» TASK TO CARRY OUT
Where in the material does the word "EyeconAuth" appear? Copy each line that has it.

» EXERCISE MATERIAL
··········

//! Service configuration.

use omnihub_core::CostTable;
use omnihub_tools::{EyeconAuth, ToolsConfig};

/// Service configuration loaded from environment variables.
#[derive(Debug, Clone)]
pub struct ServiceConfig {
    /// Address to listen on (default: "0.0.0.0:8080").
    pub listen_addr: String,

    /// Path to the `RocksDB` data directory (default: "/data/omnihub").
    pub data_dir: String,

    /// HS256 secret for signing session tokens.
    pub jwt_secret: String,

    /// Session token lifetime in minutes (default: 1440).
    pub token_expiry_minutes: i64,

    /// CORS allowed origins.
    pub cors_origins: Vec<String>,

    /// Maximum request body size in bytes.
    pub max_body_bytes: usize,

    /// Whole-request timeout in seconds.
    pub request_timeout_seconds: u64,

    /// Upper bound on one external adapter call, in seconds. An elapsed
    /// timeout is treated as an adapter failure.
    pub adapter_timeout_seconds: u64,

    /// Bootstrap admin email.
    pub admin_email: String,

    /// Bootstrap admin password.
    pub admin_password: String,

    /// Credits granted to the bootstrap admin on first boot.
    pub admin_bootstrap_credits: i64,

    /// Per-tool credit costs.
    pub costs: CostTable,

    /// Tool adapter endpoints and credentials.
    pub tools: ToolsConfig,
}

impl ServiceConfig {
    /// Load configuration from environment variables.
    #[must_use]
    pub fn from_env() -> Self {
        let defaults = ToolsConfig::default();
        let tools = ToolsConfig {
            phone_base_url: env_or("PHONE_API_URL", &defaults.phone_base_url),
            eyecon_base_url: env_or("EYECON_API_URL", &defaults.eyecon_base_url),
            eyecon_auth: load_eyecon_auth(),
            tempmail_base_url: env_or("TEMPMAIL_API_URL", &defaults.tempmail_base_url),
            oembed_base_url: env_or("OEMBED_API_URL", &defaults.oembed_base_url),
        };

        Self {
            listen_addr: env_or("LISTEN_ADDR", "0.0.0.0:8080"),
            data_dir: env_or("DATA_DIR", "/data/omnihub"),
            jwt_secret: env_or("JWT_SECRET", "omnihub_secret_key"),
            token_expiry_minutes: env_parsed("ACCESS_TOKEN_EXPIRE_MINUTES", 1440),
            cors_origins: env_or("CORS_ORIGINS", "*")
                .split(',')
                .map(|s| s.trim().to_string())
                .collect(),
            max_body_bytes: env_parsed("MAX_BODY_BYTES", 1024 * 1024),
            request_timeout_seconds: env_parsed("REQUEST_TIMEOUT_SECONDS", 60),
            adapter_timeout_seconds: env_parsed("ADAPTER_TIMEOUT_SECONDS", 30),
            admin_email: env_or("ADMIN_EMAIL", "admin@omnihub.com"),
            admin_password: env_or("ADMIN_PASSWORD", "Admin@123"),
            admin_bootstrap_credits: env_parsed("ADMIN_BOOTSTRAP_CREDITS", 999_999),
            costs: CostTable::default(),
            tools,
        }
    }
}

fn env_or(key: &str, default: &str) -> String {
    std::env::var(key).unwrap_or_else(|_| default.to_string())
}

fn env_parsed<T: std::str::FromStr>(key: &str, default: T) -> T {
    std::env::var(key)
        .ok()
        .and_then(|s| s.parse().ok())
        .unwrap_or(default)
}

/// Read the Eyecon auth header set from the environment. All four values must
/// be present and real for the headers to be sent at all.
fn load_eyecon_auth() -> Option<EyeconAuth> {
    let read = |key: &str| {
        std::env::var(key)
            .ok()
            .filter(|v| !v.is_empty() && v != "REPLACE_ME")
    };

    Some(EyeconAuth {
        auth_v: read("EYECON_E_AUTH_V")?,
        auth: read("EYECON_E_AUTH")?,
        auth_c: read("EYECON_E_AUTH_C")?,
        auth_k: read("EYECON_E_AUTH_K")?,
    })
}

impl Default for ServiceConfig {
    fn default() -> Self {
        Self {
            listen_addr: "0.0.0.0:8080".into(),
            data_dir: "/data/omnihub".into(),
            jwt_secret: "omnihub_secret_key".into(),
            token_expiry_minutes: 1440,
            cors_origins: vec!["*".into()],
            max_body_bytes: 1024 * 1024,
            request_timeout_seconds: 60,
            adapter_timeout_seconds: 30,
            admin_email: "admin@omnihub.com".into(),
            admin_password: "Admin@123".into(),
            admin_bootstrap_credits: 999_999,
            costs: CostTable::default(),
            tools: ToolsConfig::default(),
        }
    }
}
//! API error types and responses.

use axum::http::StatusCode;
use axum::response::{IntoResponse, Response};
use axum::Json;
use serde::Serialize;

use omnihub_tools::AdapterError;

/// API error type.
#[derive(Debug, thiserror::Error)]
pub enum ApiError {
    /// Missing or invalid credentials.
    #[error("unauthorized")]
    Unauthorized,

    /// Valid credentials but insufficient permissions.
    #[error("forbidden")]
    Forbidden,

    /// The account is suspended and may not use tools.
    #[error("account suspended")]
    Suspended,

    /// Resource not found.
    #[error("not found: {0}")]
    NotFound(String),

    /// Bad request - invalid input.
    #[error("bad request: {0}")]
    BadRequest(String),

    /// Resource already exists or invalid state transition.
    #[error("conflict: {0}")]
    Conflict(String),

    /// Insufficient credits for a tool call or deduction.
    #[error("insufficient credits: balance={balance}, required={required}")]
    InsufficientCredits {
        /// Current balance.
        balance: i64,
        /// Credits the operation needed.
        required: i64,
    },

    /// The external tool adapter failed.
    #[error("tool adapter failed: {0}")]
    Adapter(#[from] AdapterError),

    /// Internal server error.
    #[error("internal error: {0}")]
    Internal(String),
}

/// JSON error response body.
#[derive(Debug, Serialize)]
struct ErrorResponse {
    error: ErrorBody,
}

#[derive(Debug, Serialize)]
struct ErrorBody {
    code: String,
    message: String,
    #[serde(skip_serializing_if = "Option::is_none")]
    details: Option<serde_json::Value>,
}

impl IntoResponse for ApiError {
    fn into_response(self) -> Response {
        let (status, code, message, details) = match &self {
            Self::Unauthorized => (
                StatusCode::UNAUTHORIZED,
                "unauthorized",
                self.to_string(),
                None,
            ),
            Self::Forbidden => (StatusCode::FORBIDDEN, "forbidden", self.to_string(), None),
            Self::Suspended => (StatusCode::FORBIDDEN, "suspended", self.to_string(), None),
            Self::NotFound(msg) => (StatusCode::NOT_FOUND, "not_found", msg.clone(), None),
            Self::BadRequest(msg) => (StatusCode::BAD_REQUEST, "bad_request", msg.clone(), None),
            Self::Conflict(msg) => (StatusCode::CONFLICT, "conflict", msg.clone(), None),
            Self::InsufficientCredits { balance, required } => (
                StatusCode::PAYMENT_REQUIRED,
                "insufficient_credits",
                self.to_string(),
                Some(serde_json::json!({
                    "balance": balance,
                    "required": required
                })),
            ),
            Self::Adapter(err) => {
                let (status, code) = match err {
                    AdapterError::InvalidInput(_) => (StatusCode::BAD_REQUEST, "invalid_input"),
                    AdapterError::NotFound(_) => (StatusCode::NOT_FOUND, "not_found"),
                    AdapterError::Unavailable(_) => {
                        (StatusCode::SERVICE_UNAVAILABLE, "unavailable")
                    }
                    AdapterError::Timeout => (StatusCode::GATEWAY_TIMEOUT, "adapter_timeout"),
                    AdapterError::Upstream { .. } | AdapterError::Http(_) => {
                        (StatusCode::BAD_GATEWAY, "adapter_error")
                    }
                };
                (status, code, err.to_string(), None)
            }
            Self::Internal(msg) => {
                tracing::error!(error = %msg, "Internal server error");
                (
                    StatusCode::INTERNAL_SERVER_ERROR,
                    "internal_error",
                    "An internal error occurred".to_string(),
                    None,
                )
            }
        };

        let body = ErrorResponse {
            error: ErrorBody {
                code: code.to_string(),
                message,
                details,
            },
        };

        (status, Json(body)).into_response()
    }
}

impl From<omnihub_store::StoreError> for ApiError {
    fn from(err: omnihub_store::StoreError) -> Self {
        match err {
            omnihub_store::StoreError::NotFound { entity, id } => {
                Self::NotFound(format!("{entity} not found: {id}"))
            }
            omnihub_store::StoreError::InsufficientCredits { balance, required } => {
                Self::InsufficientCredits { balance, required }
            }
            omnihub_store::StoreError::EmailTaken { .. } => {
                Self::Conflict("Email already registered".into())
            }
            omnihub_store::StoreError::Database(msg)
            | omnihub_store::StoreError::Serialization(msg) => Self::Internal(msg),
        }
    }
}
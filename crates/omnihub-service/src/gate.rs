//! The credit authorization gate.
//!
//! Every charged tool call passes through [`run_charged`], the single
//! checkpoint that orders authorization, the external call, and accounting:
//!
//! 1. Reject if the account is missing or suspended - no side effects.
//! 2. Reject if the balance doesn't cover the tool's cost - no external
//!    call, no rows.
//! 3. Run the adapter future, bounded by the configured timeout.
//! 4. On success, commit the debit plus one ledger entry plus one success
//!    usage record in a single store batch. On failure, append one failure
//!    usage record with zero charge and leave the balance untouched.
//!
//! The gate never retries the adapter; a failed call returns an error and the
//! caller may resubmit as an independent fresh attempt.

use std::future::Future;
use std::time::Duration;

use omnihub_core::{ToolKind, UserId};
use omnihub_store::{Store, StoreError};
use omnihub_tools::AdapterError;

use crate::error::ApiError;
use crate::state::AppState;

/// A successful, charged tool call.
#[derive(Debug)]
pub struct ToolReceipt<T> {
    /// The adapter's normalized result.
    pub outcome: T,
    /// Credits deducted for this call.
    pub credits_used: i64,
    /// Balance after the deduction.
    pub balance: i64,
}

/// Authorize, run, and account for one charged tool call.
///
/// `detail` is the request summary stored on the success usage record;
/// failures store the adapter error instead.
///
/// # Errors
///
/// - [`ApiError::NotFound`] if the account does not exist.
/// - [`ApiError::Suspended`] if the account is not active.
/// - [`ApiError::InsufficientCredits`] if the balance doesn't cover the cost.
/// - [`ApiError::Adapter`] if the external call fails or times out.
/// - [`ApiError::Internal`] if accounting writes fail after adapter success.
pub async fn run_charged<T, F>(
    state: &AppState,
    user_id: UserId,
    tool: ToolKind,
    detail: impl Into<String>,
    call: F,
) -> Result<ToolReceipt<T>, ApiError>
where
    F: Future<Output = Result<T, AdapterError>>,
{
    let account = state
        .store
        .get_account(&user_id)?
        .ok_or_else(|| ApiError::NotFound("Account not found".into()))?;

    if !account.is_active {
        return Err(ApiError::Suspended);
    }

    let cost = state.config.costs.cost_of(tool);
    if !account.has_sufficient_credits(cost) {
        return Err(ApiError::InsufficientCredits {
            balance: account.credits,
            required: cost,
        });
    }

    let timeout = Duration::from_secs(state.config.adapter_timeout_seconds);
    let outcome = match tokio::time::timeout(timeout, call).await {
        Ok(Ok(outcome)) => outcome,
        Ok(Err(err)) => {
            record_failure(state, user_id, tool, &err.to_string());
            return Err(ApiError::Adapter(err));
        }
        Err(_elapsed) => {
            record_failure(state, user_id, tool, "adapter timed out");
            return Err(ApiError::Adapter(AdapterError::Timeout));
        }
    };

    let detail = detail.into();
    let commit = state
        .store
        .commit_usage(&user_id, tool, cost, &detail)
        .map_err(|err| match err {
            // A concurrent debit consumed the balance between the precheck
            // and the commit. This call loses cleanly: no rows written.
            StoreError::InsufficientCredits { balance, required } => {
                ApiError::InsufficientCredits { balance, required }
            }
            other => {
                tracing::error!(
                    user_id = %user_id,
                    tool = %tool,
                    error = %other,
                    "persistence failure after adapter success - usage not recorded"
                );
                ApiError::from(other)
            }
        })?;

    tracing::info!(
        user_id = %user_id,
        tool = %tool,
        cost,
        balance = commit.new_balance,
        "tool usage committed"
    );

    Ok(ToolReceipt {
        outcome,
        credits_used: cost,
        balance: commit.new_balance,
    })
}

/// Append a failure usage record; the balance and ledger stay untouched.
fn record_failure(state: &AppState, user_id: UserId, tool: ToolKind, detail: &str) {
    tracing::warn!(user_id = %user_id, tool = %tool, detail, "tool adapter failed");
    if let Err(err) = state.store.record_usage_failure(&user_id, tool, detail) {
        tracing::error!(
            user_id = %user_id,
            tool = %tool,
            error = %err,
            "failed to append failure usage record"
        );
    }
}

#[cfg(test)]
mod tests {
    use super::*;
    use std::sync::Arc;

    use omnihub_core::{Account, UsageStatus};
    use omnihub_store::RocksStore;
    use tempfile::TempDir;

    use crate::config::ServiceConfig;

    fn test_state() -> (AppState, TempDir) {
        let dir = TempDir::new().unwrap();
        let store = Arc::new(RocksStore::open(dir.path()).unwrap());
        let state = AppState::new(store, ServiceConfig::default());
        (state, dir)
    }

    fn seed_account(state: &AppState, credits: i64, active: bool) -> UserId {
        let user_id = UserId::generate();
        let mut account = Account::new(user_id, format!("{user_id}@example.com"), "Test", "d");
        account.credits = credits;
        account.is_active = active;
        state.store.create_account(&account).unwrap();
        user_id
    }

    #[tokio::test]
    async fn success_commits_debit_ledger_and_record() {
        let (state, _dir) = test_state();
        let user_id = seed_account(&state, 5, true);

        let receipt = run_charged(&state, user_id, ToolKind::YoutubeDownload, "vid-1", async {
            Ok::<_, AdapterError>("payload")
        })
        .await
        .unwrap();

        assert_eq!(receipt.outcome, "payload");
        assert_eq!(receipt.credits_used, 3);
        assert_eq!(receipt.balance, 2);

        let ledger = state.store.list_ledger(Some(&user_id), 10, 0).unwrap();
        assert_eq!(ledger.len(), 1);
        assert_eq!(ledger[0].amount, -3);
        assert_eq!(ledger[0].balance_after, 2);

        let usage = state.store.list_usage(Some(&user_id), 10, 0).unwrap();
        assert_eq!(usage.len(), 1);
        assert_eq!(usage[0].credits_charged, 3);
        assert_eq!(usage[0].status, UsageStatus::Success);
        assert_eq!(usage[0].detail, "vid-1");
    }

    #[tokio::test]
    async fn adapter_failure_records_free_failure_row() {
        let (state, _dir) = test_state();
        let user_id = seed_account(&state, 5, true);

        let result = run_charged(&state, user_id, ToolKind::PhoneLookup, "p", async {
            Err::<(), _>(AdapterError::Upstream { status: 500 })
        })
        .await;

        assert!(matches!(result, Err(ApiError::Adapter(_))));

        // Balance untouched, no ledger entry, one failure record.
        let account = state.store.get_account(&user_id).unwrap().unwrap();
        assert_eq!(account.credits, 5);
        assert!(state.store.list_ledger(Some(&user_id), 10, 0).unwrap().is_empty());

        let usage = state.store.list_usage(Some(&user_id), 10, 0).unwrap();
        assert_eq!(usage.len(), 1);
        assert_eq!(usage[0].status, UsageStatus::Failure);
        assert_eq!(usage[0].credits_charged, 0);
    }

    #[tokio::test]
    async fn insufficient_credits_skips_adapter_and_rows() {
        let (state, _dir) = test_state();
        let user_id = seed_account(&state, 2, true);

        let mut adapter_ran = false;
        let result = run_charged(&state, user_id, ToolKind::YoutubeDownload, "v", async {
            adapter_ran = true;
            Ok::<_, AdapterError>(())
        })
        .await;

        assert!(matches!(
            result,
            Err(ApiError::InsufficientCredits {
                balance: 2,
                required: 3
            })
        ));
        assert!(!adapter_ran);
        assert!(state.store.list_usage(Some(&user_id), 10, 0).unwrap().is_empty());
    }

    #[tokio::test]
    async fn suspended_account_is_rejected_without_side_effects() {
        let (state, _dir) = test_state();
        let user_id = seed_account(&state, 100, false);

        let result = run_charged(&state, user_id, ToolKind::LiveTv, "ch", async {
            Ok::<_, AdapterError>(())
        })
        .await;

        assert!(matches!(result, Err(ApiError::Suspended)));
        assert_eq!(state.store.get_account(&user_id).unwrap().unwrap().credits, 100);
        assert!(state.store.list_usage(Some(&user_id), 10, 0).unwrap().is_empty());
    }

    #[tokio::test(start_paused = true)]
    async fn slow_adapter_times_out_as_failure() {
        let (mut state, _dir) = test_state();
        state.config.adapter_timeout_seconds = 1;
        let user_id = seed_account(&state, 5, true);

        // Paused time auto-advances, so the 120s "upstream" loses to the 1s
        // gate timeout without the test actually waiting.
        let result = run_charged(&state, user_id, ToolKind::PhoneLookup, "p", async {
            tokio::time::sleep(Duration::from_secs(120)).await;
            Ok::<_, AdapterError>(())
        })
        .await;
        assert!(matches!(
            result,
            Err(ApiError::Adapter(AdapterError::Timeout))
        ));

        let account = state.store.get_account(&user_id).unwrap().unwrap();
        assert_eq!(account.credits, 5);
        let usage = state.store.list_usage(Some(&user_id), 10, 0).unwrap();
        assert_eq!(usage.len(), 1);
        assert_eq!(usage[0].status, UsageStatus::Failure);
    }

    #[tokio::test]
    async fn worked_example_from_the_accounting_model() {
        let (state, _dir) = test_state();
        let user_id = seed_account(&state, 0, true);
        let admin_id = seed_account(&state, 0, true);

        // Start at 5.
        state.store.adjust_credits(&user_id, 5, "seed", &admin_id).unwrap();

        // Call costing 3 succeeds: balance 2, one entry, one record.
        let receipt = run_charged(&state, user_id, ToolKind::YoutubeDownload, "v", async {
            Ok::<_, AdapterError>(())
        })
        .await
        .unwrap();
        assert_eq!(receipt.balance, 2);

        // Next call costing 3 fails with insufficient credits; nothing new.
        let result = run_charged(&state, user_id, ToolKind::YoutubeDownload, "v", async {
            Ok::<_, AdapterError>(())
        })
        .await;
        assert!(matches!(result, Err(ApiError::InsufficientCredits { .. })));
        assert_eq!(state.store.get_account(&user_id).unwrap().unwrap().credits, 2);
        assert_eq!(state.store.list_usage(Some(&user_id), 10, 0).unwrap().len(), 1);

        // Admin grants +10: balance 12, entry carries balance_after = 12.
        let change = state
            .store
            .adjust_credits(&user_id, 10, "top-up", &admin_id)
            .unwrap();
        assert_eq!(change.new_balance, 12);
        assert_eq!(change.entry.balance_after, 12);

        // Ledger sums to the stored balance.
        let ledger = state.store.list_ledger(Some(&user_id), 100, 0).unwrap();
        let sum: i64 = ledger.iter().map(|e| e.amount).sum();
        assert_eq!(sum, 12);
    }
}
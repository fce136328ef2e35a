//! Response types for the OmniHub client.

use serde::Deserialize;

/// An account, as returned by the service.
#[derive(Debug, Clone, Deserialize)]
pub struct UserView {
    /// Account id.
    pub id: String,
    /// Email address.
    pub email: String,
    /// Display name.
    pub name: String,
    /// "user" or "admin".
    pub role: String,
    /// Current credit balance.
    pub credits: i64,
    /// Whether the account is active.
    pub is_active: bool,
    /// Creation timestamp (RFC 3339).
    pub created_at: String,
}

/// A session token plus the account it belongs to.
#[derive(Debug, Clone, Deserialize)]
pub struct TokenGrant {
    /// The signed session token.
    pub access_token: String,
    /// Token type, always "bearer".
    pub token_type: String,
    /// The authenticated account.
    pub user: UserView,
}

/// One usage record.
#[derive(Debug, Clone, Deserialize)]
pub struct UsageLogView {
    /// Record id.
    pub id: String,
    /// Account that invoked the tool.
    pub user_id: String,
    /// Tool identifier.
    pub tool: String,
    /// Credits charged (0 on failure).
    pub credits_used: i64,
    /// "success" or "failure".
    pub status: String,
    /// Free-text detail.
    pub detail: String,
    /// Timestamp (RFC 3339).
    pub created_at: String,
}

/// A page of usage records, newest first.
#[derive(Debug, Clone, Deserialize)]
pub struct UsagePage {
    /// The records.
    pub logs: Vec<UsageLogView>,
}

/// One ledger entry.
#[derive(Debug, Clone, Deserialize)]
pub struct LedgerEntryView {
    /// Entry id.
    pub id: String,
    /// Account whose balance changed.
    pub user_id: String,
    /// Signed amount.
    pub amount: i64,
    /// Balance after applying the amount.
    pub balance_after: i64,
    /// Reason for the change.
    pub reason: String,
    /// Acting admin id, or "system".
    pub actor: String,
    /// Timestamp (RFC 3339).
    pub created_at: String,
}

/// A page of ledger entries, newest first.
#[derive(Debug, Clone, Deserialize)]
pub struct LedgerPage {
    /// The entries.
    pub entries: Vec<LedgerEntryView>,
}

/// A phone lookup result with its accounting.
#[derive(Debug, Clone, Deserialize)]
pub struct PhoneLookupResult {
    /// Whether the upstream reported a hit.
    pub success: bool,
    /// Number of matching records.
    pub results_count: u64,
    /// Raw result records.
    pub results: Vec<serde_json::Value>,
    /// The sanitized number that was queried.
    pub query: String,
    /// Credits deducted for this call.
    pub credits_used: i64,
    /// Balance after the deduction.
    pub balance: i64,
}

/// The service's JSON error envelope.
#[derive(Debug, Clone, Deserialize)]
pub(crate) struct ApiErrorResponse {
    pub error: ApiErrorBody,
}

#[derive(Debug, Clone, Deserialize)]
pub(crate) struct ApiErrorBody {
    pub code: String,
    pub message: String,
    #[serde(default)]
    pub details: Option<serde_json::Value>,
}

··········

» ANSWER FOR THE TASK
use omnihub_tools::{EyeconAuth, ToolsConfig};
fn load_eyecon_auth() -> Option<EyeconAuth> {
    Some(EyeconAuth {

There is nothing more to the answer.